The order of the day demanded a claret cup and cheese biscuits with assorted carbonated fizzes and Maudiegirl’s famous home-made ginger beer. All through the previous night the gingerbeer had kept popping corks with little pistol-shot bangs as the bottles lay in their tubs of water. The plums had grown fat and sleek in the effervescent mixture and they now floated in each glass like round, smooth dog-ticks, read
y to burst tangily between the teeth.
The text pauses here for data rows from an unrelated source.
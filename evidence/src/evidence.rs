//! Evidence and confidence types shared by collectors and the resolver.

use std::fmt;

use serde::{Deserialize, Serialize};

use oscar_identity::normalized_set;

/// Where a piece of evidence came from.
#[derive(Debug, Clone, Copy, PartialEq, Eq, Hash, Serialize, Deserialize)]
#[serde(rename_all = "snake_case")]
pub enum SourceTag {
    /// A contact directory lookup.
    Directory,
    /// Local message history.
    Messages,
    /// Notes attached to CRM contacts.
    CrmNotes,
    /// External mail history.
    Mail,
}

impl SourceTag {
    /// Plural noun for the records this source scans.
    pub fn record_noun(self) -> &'static str {
        match self {
            Self::Directory => "contact entries",
            Self::Messages => "messages",
            Self::CrmNotes => "CRM notes",
            Self::Mail => "emails",
        }
    }
}

impl fmt::Display for SourceTag {
    fn fmt(&self, f: &mut fmt::Formatter<'_>) -> fmt::Result {
        let label = match self {
            Self::Directory => "contacts",
            Self::Messages => "messages",
            Self::CrmNotes => "CRM notes",
            Self::Mail => "mail",
        };
        f.write_str(label)
    }
}

/// Coarse certainty of an identity match.
///
/// Variants are declared weakest first so the derived ordering gives
/// `High > Medium > Low`.
#[derive(Debug, Clone, Copy, PartialEq, Eq, PartialOrd, Ord, Hash, Serialize, Deserialize)]
#[serde(rename_all = "snake_case")]
pub enum Confidence {
    Low,
    Medium,
    High,
}

impl fmt::Display for Confidence {
    fn fmt(&self, f: &mut fmt::Formatter<'_>) -> fmt::Result {
        f.write_str(match self {
            Self::Low => "low",
            Self::Medium => "medium",
            Self::High => "high",
        })
    }
}

/// Hit-count thresholds for confidence tiers. A count must be strictly
/// above a threshold to reach that tier.
#[derive(Debug, Clone, Copy, PartialEq, Eq, Serialize, Deserialize)]
#[serde(default)]
pub struct ConfidencePolicy {
    pub high_above: usize,
    pub medium_above: usize,
}

impl Default for ConfidencePolicy {
    fn default() -> Self {
        Self {
            high_above: 10,
            medium_above: 3,
        }
    }
}

impl ConfidencePolicy {
    pub fn classify(&self, count: usize) -> Confidence {
        if count > self.high_above {
            Confidence::High
        } else if count > self.medium_above {
            Confidence::Medium
        } else {
            Confidence::Low
        }
    }
}

/// What kind of signal an example records.
#[derive(Debug, Clone, Copy, PartialEq, Eq, Serialize, Deserialize)]
#[serde(rename_all = "snake_case")]
pub enum EvidenceKind {
    /// The user mentioned the term in something they sent.
    Mention,
    /// The other party used the term to name themselves.
    SelfReference,
}

/// A truncated record that supports a match.
#[derive(Debug, Clone, PartialEq, Eq, Serialize, Deserialize)]
pub struct EvidenceExample {
    pub text: String,
    /// RFC 3339 timestamp of the record, when known.
    pub timestamp: Option<String>,
    pub kind: EvidenceKind,
}

/// Hits for one handle within one source.
#[derive(Debug, Clone, PartialEq, Eq, Serialize, Deserialize)]
pub struct EvidenceMatch {
    pub source: SourceTag,

    /// Handle the hits were attributed to.
    pub handle: String,

    /// Every handle known to belong to the same entity, `handle` first.
    pub handles: Vec<String>,

    /// Name the source itself gives the entity, if any.
    pub display_name: Option<String>,

    /// Weighted hit count.
    pub count: usize,

    pub examples: Vec<EvidenceExample>,
}

impl EvidenceMatch {
    pub fn new(source: SourceTag, handle: impl Into<String>) -> Self {
        let handle = handle.into();
        Self {
            source,
            handles: vec![handle.clone()],
            handle,
            display_name: None,
            count: 0,
            examples: Vec::new(),
        }
    }

    /// Comparison keys for this match's handles.
    pub fn identity_keys(&self) -> Vec<String> {
        identity_keys(&self.handles)
    }
}

/// Sorted, deduplicated comparison keys for a set of handles.
///
/// Normalized forms are used when any handle is long enough to compare;
/// otherwise the trimmed, lowercased raw strings stand in so opaque ids
/// (group conversation ids and the like) do not all collapse to one key.
pub fn identity_keys<S: AsRef<str>>(handles: &[S]) -> Vec<String> {
    let keys = normalized_set(handles.iter().map(AsRef::as_ref));
    if !keys.is_empty() {
        return keys;
    }
    let mut raw: Vec<String> = handles
        .iter()
        .map(|handle| handle.as_ref().trim().to_lowercase())
        .filter(|handle| !handle.is_empty())
        .collect();
    raw.sort();
    raw.dedup();
    raw
}

/// Whether two sorted key lists share an element.
pub fn keys_intersect(a: &[String], b: &[String]) -> bool {
    a.iter().any(|key| b.binary_search(key).is_ok())
}

#[cfg(test)]
mod tests {
    use super::*;
    use pretty_assertions::assert_eq;

    #[test]
    fn test_tiers_are_ordered() {
        assert!(Confidence::High > Confidence::Medium);
        assert!(Confidence::Medium > Confidence::Low);
    }

    #[test]
    fn test_classify_thresholds() {
        let policy = ConfidencePolicy::default();
        assert_eq!(policy.classify(0), Confidence::Low);
        assert_eq!(policy.classify(3), Confidence::Low);
        assert_eq!(policy.classify(4), Confidence::Medium);
        assert_eq!(policy.classify(10), Confidence::Medium);
        assert_eq!(policy.classify(11), Confidence::High);
    }

    #[test]
    fn test_classify_is_monotonic() {
        for policy in [
            ConfidencePolicy::default(),
            ConfidencePolicy {
                high_above: 2,
                medium_above: 1,
            },
            ConfidencePolicy {
                high_above: 0,
                medium_above: 0,
            },
        ] {
            let mut previous = Confidence::Low;
            for count in 0..200 {
                let tier = policy.classify(count);
                assert!(tier >= previous, "tier dropped at {count} under {policy:?}");
                previous = tier;
            }
        }
    }

    #[test]
    fn test_identity_keys_collapse_spellings() {
        let a = identity_keys(&["+15551234567"]);
        let b = identity_keys(&["5551234567", "jane@example.com"]);
        assert_eq!(a, vec!["5551234567"]);
        assert!(keys_intersect(&a, &b));
    }

    #[test]
    fn test_identity_keys_fall_back_to_raw() {
        assert_eq!(identity_keys(&["chat123", " Chat123"]), vec!["chat123"]);
        assert!(!keys_intersect(
            &identity_keys(&["chat123"]),
            &identity_keys(&["chat456"])
        ));
    }

    #[test]
    fn test_serialized_tags_are_snake_case() {
        assert_eq!(serde_json::to_string(&SourceTag::CrmNotes).unwrap(), "\"crm_notes\"");
        assert_eq!(
            serde_json::to_string(&EvidenceKind::SelfReference).unwrap(),
            "\"self_reference\""
        );
        assert_eq!(serde_json::to_string(&Confidence::High).unwrap(), "\"high\"");
    }
}
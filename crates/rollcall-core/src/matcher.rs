use crate::types::{Embedding, KnownIdentity};

/// Outcome of comparing one probe embedding against the gallery.
#[derive(Debug, Clone, PartialEq)]
pub struct MatchResult {
    /// Whether the nearest gallery entry cleared the threshold.
    pub matched: bool,
    /// Canonical name of the winning entry, present iff `matched`.
    pub name: Option<String>,
    /// Distance to the nearest gallery entry; `f32::INFINITY` when the
    /// gallery is empty.
    pub distance: f32,
}

impl MatchResult {
    fn no_match(distance: f32) -> Self {
        Self {
            matched: false,
            name: None,
            distance,
        }
    }
}

/// Probe-against-gallery comparison seam.
pub trait Matcher {
    fn best_match(
        &self,
        probe: &Embedding,
        gallery: &[KnownIdentity],
        threshold: f32,
    ) -> MatchResult;
}

/// Nearest-neighbour matching under Euclidean distance.
///
/// The entry with minimum distance wins; equal distances keep the earliest
/// gallery entry. A match requires the minimum distance to be strictly
/// below the threshold. An empty gallery is a non-match, never an error.
pub struct EuclideanMatcher;

impl Matcher for EuclideanMatcher {
    fn best_match(
        &self,
        probe: &Embedding,
        gallery: &[KnownIdentity],
        threshold: f32,
    ) -> MatchResult {
        let mut best: Option<(usize, f32)> = None;
        for (i, known) in gallery.iter().enumerate() {
            let distance = probe.euclidean_distance(&known.embedding);
            let closer = match best {
                None => true,
                Some((_, best_distance)) => distance < best_distance,
            };
            if closer {
                best = Some((i, distance));
            }
        }

        let Some((index, distance)) = best else {
            return MatchResult::no_match(f32::INFINITY);
        };

        if distance < threshold {
            MatchResult {
                matched: true,
                name: Some(gallery[index].name.clone()),
                distance,
            }
        } else {
            MatchResult::no_match(distance)
        }
    }
}
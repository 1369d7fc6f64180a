use anyhow::Result;
use tracing_subscriber::EnvFilter;

use rollcalld::config::Config;
use rollcalld::gallery;
use rollcalld::ledger::AttendanceLedger;
use rollcalld::pipeline::{self, FramePipeline};
use rollcalld::protocol::{StdioSink, StdioSource};

fn main() -> Result<()> {
    tracing_subscriber::fmt()
        .with_env_filter(EnvFilter::from_default_env())
        .init();

    tracing::info!("rollcalld starting");

    let config = Config::from_env();
    let ledger = AttendanceLedger::open(&config.ledger_path, config.cutoff_time)?;

    let stdin = std::io::stdin();
    let mut source = StdioSource::new(stdin.lock());

    let entries = source.handshake();
    tracing::info!(
        gallery_dir = %config.gallery_dir.display(),
        enrollments = entries.len(),
        "encoding gallery"
    );
    let known = gallery::build_gallery(entries);
    tracing::info!(identities = known.len(), "system ready, blink to verify");

    let mut pipeline = FramePipeline::new(&config, known, ledger);
    let mut sink = StdioSink::new(std::io::stdout());

    pipeline::run_session(&mut pipeline, source, &mut sink);

    tracing::info!(recorded = pipeline.ledger().len(), "rollcalld shutting down");
    Ok(())
}
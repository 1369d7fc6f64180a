//! rollcalld — liveness-gated biometric attendance service.
//!
//! Recognizes faces from a live detection feed against an enrolled
//! gallery, requires an eye-blink before accepting a match, and records
//! each identity exactly once in an append-only CSV ledger with a
//! Present/Late status derived from the time of day. Camera capture,
//! face detection, landmark extraction, embedding generation, and
//! rendering live with external collaborators on the other side of a
//! line-delimited JSON protocol.

pub mod config;
pub mod gallery;
pub mod ledger;
pub mod pipeline;
pub mod protocol;
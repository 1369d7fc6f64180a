//! Append-only CSV attendance ledger.
//!
//! External shape: UTF-8 text, header row `Name,Time,Status`, one row per
//! recorded identity in `name,HH:MM:SS,status` order. Rows go through a
//! real CSV serializer, so a delimiter inside a name is quoted instead of
//! corrupting the row. Dedup is answered from an in-memory name set loaded
//! once at open and maintained on every append; the file itself is a
//! single-writer store and is never rewritten in place.

use chrono::{Local, NaiveTime};
use serde::{Deserialize, Serialize};
use std::collections::HashSet;
use std::fs::OpenOptions;
use std::path::{Path, PathBuf};
use thiserror::Error;

#[derive(Error, Debug)]
pub enum LedgerError {
    #[error("ledger I/O error: {0}")]
    Io(#[from] std::io::Error),
    #[error("ledger serialization error: {0}")]
    Csv(#[from] csv::Error),
}

/// Attendance status derived from the time of day a record lands.
#[derive(Debug, Clone, Copy, PartialEq, Eq, Serialize, Deserialize)]
pub enum AttendanceStatus {
    Present,
    Late,
}

/// One recorded identity. `name` is unique across the ledger.
#[derive(Debug, Clone, PartialEq)]
pub struct AttendanceEntry {
    pub name: String,
    pub time: NaiveTime,
    pub status: AttendanceStatus,
}

/// On-disk row shape; time is kept as `HH:MM:SS` text.
#[derive(Debug, Serialize, Deserialize)]
struct LedgerRow {
    #[serde(rename = "Name")]
    name: String,
    #[serde(rename = "Time")]
    time: String,
    #[serde(rename = "Status")]
    status: AttendanceStatus,
}

const TIME_FORMAT: &str = "%H:%M:%S";

/// CSV-backed attendance store with exactly-once-per-identity semantics.
pub struct AttendanceLedger {
    path: PathBuf,
    cutoff: NaiveTime,
    recorded: HashSet<String>,
}

impl AttendanceLedger {
    /// Open the ledger at `path`, creating it with a header row when
    /// absent, and load the already-recorded names.
    pub fn open(path: &Path, cutoff: NaiveTime) -> Result<Self, LedgerError> {
        if !path.exists() {
            let mut writer = csv::Writer::from_path(path)?;
            writer.write_record(["Name", "Time", "Status"])?;
            writer.flush()?;
            tracing::info!(path = %path.display(), "initialized attendance ledger");
            return Ok(Self {
                path: path.to_path_buf(),
                cutoff,
                recorded: HashSet::new(),
            });
        }

        let recorded = load_recorded_names(path)?;
        tracing::info!(
            path = %path.display(),
            entries = recorded.len(),
            "opened attendance ledger"
        );
        Ok(Self {
            path: path.to_path_buf(),
            cutoff,
            recorded,
        })
    }

    /// Whether `name` already holds a ledger row.
    pub fn is_recorded(&self, name: &str) -> bool {
        self.recorded.contains(name)
    }

    /// Record `name` at the current wall-clock time of day.
    ///
    /// Returns `Ok(true)` when a new row was appended, `Ok(false)` when
    /// the name was already recorded and the ledger is untouched.
    pub fn record(&mut self, name: &str) -> Result<bool, LedgerError> {
        self.record_at(name, Local::now().time())
    }

    /// Record `name` as of the given time of day.
    pub fn record_at(&mut self, name: &str, time: NaiveTime) -> Result<bool, LedgerError> {
        if self.recorded.contains(name) {
            return Ok(false);
        }

        let status = self.status_for(time);
        let file = OpenOptions::new().append(true).open(&self.path)?;
        let mut writer = csv::WriterBuilder::new()
            .has_headers(false)
            .from_writer(file);
        writer.serialize(LedgerRow {
            name: name.to_string(),
            time: time.format(TIME_FORMAT).to_string(),
            status,
        })?;
        writer.flush()?;

        self.recorded.insert(name.to_string());
        tracing::info!(name, time = %time.format(TIME_FORMAT), ?status, "attendance recorded");
        Ok(true)
    }

    /// Status for a record landing at `time`: at or before the cutoff is
    /// Present, after it is Late.
    pub fn status_for(&self, time: NaiveTime) -> AttendanceStatus {
        if time <= self.cutoff {
            AttendanceStatus::Present
        } else {
            AttendanceStatus::Late
        }
    }

    pub fn cutoff(&self) -> NaiveTime {
        self.cutoff
    }

    /// Number of recorded identities.
    pub fn len(&self) -> usize {
        self.recorded.len()
    }

    pub fn is_empty(&self) -> bool {
        self.recorded.is_empty()
    }

    /// Re-read the persisted rows in file order. Rows that do not parse as
    /// `name,HH:MM:SS,status` are skipped.
    pub fn entries(&self) -> Result<Vec<AttendanceEntry>, LedgerError> {
        let mut reader = csv::ReaderBuilder::new()
            .flexible(true)
            .from_path(&self.path)?;
        let mut entries = Vec::new();
        for row in reader.deserialize::<LedgerRow>() {
            let Ok(row) = row else { continue };
            let Ok(time) = NaiveTime::parse_from_str(&row.time, TIME_FORMAT) else {
                continue;
            };
            entries.push(AttendanceEntry {
                name: row.name,
                time,
                status: row.status,
            });
        }
        Ok(entries)
    }
}

/// First field of every data row. Rows a prior corrupted run left
/// malformed still contribute their first field when it decodes; dedup on
/// such rows is best-effort.
fn load_recorded_names(path: &Path) -> Result<HashSet<String>, LedgerError> {
    let mut reader = csv::ReaderBuilder::new().flexible(true).from_path(path)?;
    let mut names = HashSet::new();
    for record in reader.records() {
        let Ok(record) = record else { continue };
        if let Some(name) = record.get(0) {
            if !name.is_empty() {
                names.insert(name.to_string());
            }
        }
    }
    Ok(names)
}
After everyone held a glass of the decoction of his or her choice it was noted that none of the Colontotas accepted the wine.
‘Hell of a hat, no?’ Cecilprins said, ‘These not drinking people.’
‘Then what about meat?’ Sonnaboy asked casually, ‘Buddhist fellows in railway not eating meat.’
‘Oh my God,’ Cecilprins exploded, ‘Call that Colon and ask if true.’
Colontota nodded gravely. ‘Why? Anna not tell you? She knows we don’t eat meat. Only fish.’
Sonnaboy shrugged. ‘What about your people. All fish-eating only?’
Colontota nodded again. ‘And won’t drink. Only my father. But he won’t drink for anybody to see. You can call him quietly to the back and give a drink if you like.’
Cecilprins was not impressed by Colontota senior’s drinking habit. He was thinking of the side of beef, the turkey, the haunch of lamb, the leg of pork, the shoulder of veal. He smacked his forehead and rushed to the kitchen that was looking like a base camp in the Crimean war. ‘Want fish,’ he panted, ‘all those buggers won’t eat meat.’
‘What buggers?’
‘Bridegroom buggers.’
Maudiegirl stared. ‘Call Sonnaboy and Viva,’ she said crisply.
When Sonnaboy sped to the Dehiwela fish market he had explicit instructions. ‘Buy, child, big seer head and shoulders only and one red mullet.’ Viva was despatched to the Elephant House outlet in Wellawatte in the bridal car, ribbons, crepe and all and caused quite a sensation when he pulled up at the Wellawatte main junction where he was seen carrying a large salmon and a clutch of smoked herring. Maudiegirl tucked up her sleeves. ‘Now lunch get little late. Anyhow can manage. Must send Anna and Colon to church, no? Call that Anna here.’